Speed and persistence decide it. The investor who reaches a pre-foreclosure owner first and keeps following up as the auction date nears usually wins. BILT handles that pace: load the filtered filings, run a respectful multichannel sequence, and let AI follow-up keep the conversation alive across the short window — so being early actually turns into being chosen.

Frequently asked

What is a pre-foreclosure lead?

It's a homeowner who has received a formal default notice — a notice of default or lis pendens — but hasn't yet lost the property at auction. The public filing signals time pressure and motivation. The window between filing and auction is when an investor can still negotiate a purchase.

Where can I find pre-foreclosure listings?

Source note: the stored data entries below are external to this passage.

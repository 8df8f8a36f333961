//! JSON output types for machine-readable CLI output.
//!
//! Structured output for the `--json` flag on `convert` and `check` so other
//! tools can parse results programmatically.

use serde::Serialize;

/// Error codes for CLI operations.
///
/// These codes are stable and can be used for programmatic error handling.
pub mod error_codes {
    /// Input path is not a readable directory
    pub const INPUT_DIR: &str = "CLI_001";
    /// Invalid target bit depth
    pub const TARGET_BITS: &str = "CLI_002";
}

/// A structured error in JSON output.
#[derive(Debug, Clone, Serialize, PartialEq, Eq)]
pub struct JsonError {
    /// Stable error code (e.g., "CLI_001")
    pub code: String,
    /// Human-readable error message
    pub message: String,
}

impl JsonError {
    /// Creates a new error with code and message.
    pub fn new(code: impl Into<String>, message: impl Into<String>) -> Self {
        Self {
            code: code.into(),
            message: message.into(),
        }
    }
}
//! CLI command implementations

pub mod check;
pub mod convert;

pub mod json_output;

They're public county records — lis pendens in judicial states, notices of default in non-judicial states. You can pull them directly from the county or through data providers that aggregate filings daily. Because they're public and timely, many investors see the same names, so speed of outreach matters more than the source.

Are pre-foreclosure leads worth pursuing?

Yes, when there's equity. The time pressure makes owners motivated, but if they owe more than the property is worth, a standard purchase doesn't pencil and you're into short-sale or creative-finance territory. Verify equity first so your outreach focuses on records where a deal is actually possible.

How should I approach a pre-foreclosure homeowner?

Helpfully and fast, never predatorily. These owners are stressed, so lead with the problem you can solve, not a lowball. The right tone matters for results and reputation — a respectful, quick first touch plus persistent follow-up as the auction nears is what wins the deal.

The takeaway

Pre-foreclosure leads are valuable because the filing proves motivation and the auction sets a clock. Pull them from public county records, verify there's equity worth pursuing, and reach out with a helpful tone — fast. The filings aren't exclusive, so the edge is being early and following up relentlessly through the short window. That speed is exactly what an outbound engine is for.